In recent years, both China and Brazil have emerged as leading economies in the world. Both countries are part of BRICS, which is a grouping acronym for rising market economies like Russia, Brazil, India, China, and South Africa. This is one of the main reasons why trade between China and Brazil is vital in the global trade industry. Historically, trade relations between these two nations have been tremendously strong, and Brazil was even China’s largest trading partner in 2009. Although its position has declined since then, trade with Brazil continues to be highly important for China. This blog discusses the key reasons why Brazil-China trade matters to this day.
The Importance of Brazil-China Trade
These two countries have had close diplomatic ties for a long time. Beijing has always viewed Brazil as a vital gateway to Latin America, while Brazil also considers China as one of the global leaders. These factors have helped the two countries in developing their trade relations. The COVID-19 pandemic has also increased Brazil's dependence on China in recent months, mainly due to the drop in Brazilian exports. According to the Secretariat of Foreign Trade (SECEX), in just the first couple of months of 2020, Brazil already experienced a 7% drop in overall exports while China took up 33.7% of Brazilian exports.
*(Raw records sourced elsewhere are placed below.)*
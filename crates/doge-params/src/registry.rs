//! Active parameter set selection
//!
//! A [`Registry`] starts unselected and moves to selected the first time a
//! network is chosen. Selecting again replaces the active set (last write
//! wins); there is no way back to unselected. Selection is expected to happen
//! during startup, before any thread that reads parameters is spawned.
//!
//! The process-wide registry is reached through the free functions in this
//! module. Code that wants an explicit handle can build its own [`Registry`]
//! or simply keep the `&'static ChainParams` returned by selection.

use crate::args::NetworkFlags;
use crate::chainparams::ChainParams;
use crate::network::Network;
use crate::{Error, Result};
use once_cell::sync::Lazy;
use parking_lot::RwLock;
use tracing::{debug, info, warn};

static GLOBAL_REGISTRY: Lazy<Registry> = Lazy::new(Registry::new);

/// Holder of the currently active parameter set
#[derive(Debug, Default)]
pub struct Registry {
    active: RwLock<Option<&'static ChainParams>>,
}

impl Registry {
    /// Create an unselected registry
    pub fn new() -> Self {
        Self {
            active: RwLock::new(None),
        }
    }

    /// The process-wide registry
    pub fn global() -> &'static Registry {
        &GLOBAL_REGISTRY
    }

    /// Make `network` the active network
    pub fn select(&self, network: Network) -> &'static ChainParams {
        let params = ChainParams::for_network(network);
        let previous = self.active.write().replace(params);

        match previous {
            Some(old) if old.network_id() != network => {
                debug!("Reselecting chain parameters: {} -> {}", old.network_id(), network);
            }
            Some(_) => debug!("Chain parameters for {} selected again", network),
            None => info!("Selected chain parameters for {}", network),
        }

        params
    }

    /// Select the network named by `flags`
    ///
    /// An invalid combination leaves the active set untouched.
    pub fn select_from_flags(&self, flags: &NetworkFlags) -> Result<&'static ChainParams> {
        let network = flags.network().map_err(|e| {
            warn!("Rejected network selection: {}", e);
            e
        })?;
        Ok(self.select(network))
    }

    /// Currently active parameters
    pub fn params(&self) -> Result<&'static ChainParams> {
        self.active.read().ok_or(Error::ParamsNotSelected)
    }

    /// Currently active network, if any
    pub fn network(&self) -> Option<Network> {
        self.active.read().map(ChainParams::network_id)
    }

    /// Check if a network has been selected
    pub fn is_selected(&self) -> bool {
        self.active.read().is_some()
    }
}

/// Sets the params returned by [`params`] to those for the given network
pub fn select_params(network: Network) -> &'static ChainParams {
    GLOBAL_REGISTRY.select(network)
}

/// Selects the network named by `flags`, or fails on an invalid combination
pub fn select_params_from_flags(flags: &NetworkFlags) -> Result<&'static ChainParams> {
    GLOBAL_REGISTRY.select_from_flags(flags)
}

/// Looks for `-regtest` or `-testnet` in the process arguments and selects
/// accordingly
///
/// The network options are picked out wherever they appear (see
/// [`NetworkFlags::split_args`]), so other arguments in front of them do not
/// hide them. Returns [`Error::InvalidNetworkCombination`] if both are given,
/// in which case nothing is selected.
pub fn select_params_from_command_line() -> Result<&'static ChainParams> {
    let (flags, _) = NetworkFlags::split_args(std::env::args().skip(1));
    select_params_from_flags(&flags)
}

/// Currently selected parameters, or [`Error::ParamsNotSelected`]
pub fn try_params() -> Result<&'static ChainParams> {
    GLOBAL_REGISTRY.params()
}

/// Currently selected parameters
///
/// # Panics
///
/// If no network has been selected yet. Reading parameters before selection
/// is a startup-order bug, never a recoverable condition.
pub fn params() -> &'static ChainParams {
    match try_params() {
        Ok(params) => params,
        Err(e) => panic!("{e}: select_params must run before params()"),
    }
}
//! Print the chain parameters a node would run with
//!
//! Performs the node's startup selection (`-testnet` / `-regtest`, in any of
//! the node's spellings and anywhere on the command line), then dumps the
//! active parameter set, optionally with the fork state at a given block
//! height.

use anyhow::Context;
use clap::{Parser, ValueEnum};
use doge_params::{select_params_from_command_line, Base58Type, ChainParams, NetworkFlags};
use tracing::info;

#[derive(Parser)]
#[command(name = "doge-params")]
#[command(about = "Show Dogecoin chain parameters", long_about = None)]
#[command(after_help = "Network: -testnet or -regtest (also --name, -name=N, -noname); main by default")]
struct Cli {
    /// Output format
    #[arg(short, long, value_enum, default_value_t = Format::Text)]
    format: Format,

    /// Also report which fork rules apply at this height
    #[arg(long)]
    height: Option<u32>,
}

#[derive(Clone, Copy, ValueEnum)]
enum Format {
    Text,
    Json,
}

fn main() -> anyhow::Result<()> {
    // Initialize tracing
    tracing_subscriber::fmt()
        .with_env_filter(
            tracing_subscriber::EnvFilter::try_from_default_env()
                .unwrap_or_else(|_| tracing_subscriber::EnvFilter::new("info")),
        )
        .with_writer(std::io::stderr)
        .init();

    // Network options follow the node's own rules, so keep them away from clap
    let mut args = std::env::args();
    let program = args.next().unwrap_or_else(|| "doge-params".to_string());
    let (_, rest) = NetworkFlags::split_args(args);
    let cli = Cli::parse_from(std::iter::once(program).chain(rest));

    let params = selection_context(select_params_from_command_line())?;
    info!("Using {} network", params.network_id());

    match cli.format {
        Format::Json => {
            let mut value = serde_json::to_value(params.summary())?;
            if let Some(height) = cli.height {
                value["at_height"] = fork_state_json(params, height);
            }
            println!("{}", serde_json::to_string_pretty(&value)?);
        }
        Format::Text => {
            print_text(params);
            if let Some(height) = cli.height {
                print_fork_state(params, height);
            }
        }
    }

    Ok(())
}

// anyhow already prints "Error: " in front of what main returns
fn selection_context<T>(result: doge_params::Result<T>) -> anyhow::Result<T> {
    result.context("invalid network selection")
}

fn print_text(params: &ChainParams) {
    println!("network:            {}", params.network_id());
    println!("data dir:           {:?}", params.data_dir());
    println!("message start:      {}", params.message_start());
    println!("p2p / rpc port:     {} / {}", params.default_port(), params.rpc_port());
    println!("genesis:            {}", params.hash_genesis_block());
    println!("genesis time:       {}", params.genesis_block().header.time());
    println!("pow limit:          {}", params.proof_of_work_limit());
    println!(
        "retarget:           {}s / {}s = {} blocks",
        params.target_timespan(),
        params.target_spacing(),
        params.interval()
    );
    println!(
        "digishield:         from {} ({}s = {} blocks)",
        params.digishield_fork_block(),
        params.digishield_target_timespan(),
        params.digishield_interval()
    );
    println!("auxpow:             from {}", params.auxpow_start_block());
    println!("min difficulty:     {}", params.allow_min_difficulty_blocks());
    println!("require standard:   {}", params.require_standard());
    for kind in Base58Type::ALL {
        println!("{:<20}{}", format!("{kind:?}:"), hex::encode(params.base58_prefix(kind)));
    }
    for seed in params.dns_seeds() {
        println!("dns seed:           {} ({})", seed.host, seed.name);
    }
}

fn print_fork_state(params: &ChainParams, height: u32) {
    let consensus = params.consensus();
    println!("at height {height}:");
    println!("  digishield:       {}", consensus.is_digishield_active(height));
    println!("  retarget every:   {} blocks", consensus.interval_at(height));
    println!("  auxpow:           {}", consensus.is_auxpow_active(height));
    println!("  min difficulty:   {}", consensus.allows_min_difficulty_at(height));
}

fn fork_state_json(params: &ChainParams, height: u32) -> serde_json::Value {
    let consensus = params.consensus();
    serde_json::json!({
        "height": height,
        "digishield": consensus.is_digishield_active(height),
        "target_timespan": consensus.target_timespan_at(height),
        "interval": consensus.interval_at(height),
        "auxpow": consensus.is_auxpow_active(height),
        "min_difficulty": consensus.allows_min_difficulty_at(height),
    })
}

#[cfg(test)]
mod tests {
    use super::*;

    #[test]
    fn test_selection_error_message() {
        let both = NetworkFlags::from_args(["-testnet", "-regtest"]);
        let err = selection_context(both.network()).unwrap_err();
        assert_eq!(
            format!("{err:#}"),
            "invalid network selection: Invalid combination of -regtest and -testnet"
        );
    }

    #[test]
    fn test_network_options_bypass_clap() {
        let (flags, rest) = NetworkFlags::split_args(["-testnet", "--format", "json", "--height", "10"]);
        assert!(flags.testnet);
        let cli = Cli::parse_from(std::iter::once("doge-params".to_string()).chain(rest));
        assert!(matches!(cli.format, Format::Json));
        assert_eq!(cli.height, Some(10));
    }
}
Moreover, the trade relations between these nations have been boosted by their common interests as well. For instance, Brazil is one of the leading producers of commodities, while China frequently purchases these commodities on a large scale. This means that the trade relationship between the two countries is a win-win situation.
In addition, China has made large-scale investments in Brazilian companies in recent years. This has helped the trade relations between the two, as products made in Brazil are becoming increasingly popular in China. Finally, there is another major reason why trade between both these nations is critical. These two are among the leading players in their respective continents. While Brazil dominates trade in South America, China is the leader in Asia. Thus, robust trade relations between these two emerging regions are vital in ensuring that they can continue recording sustainable growth.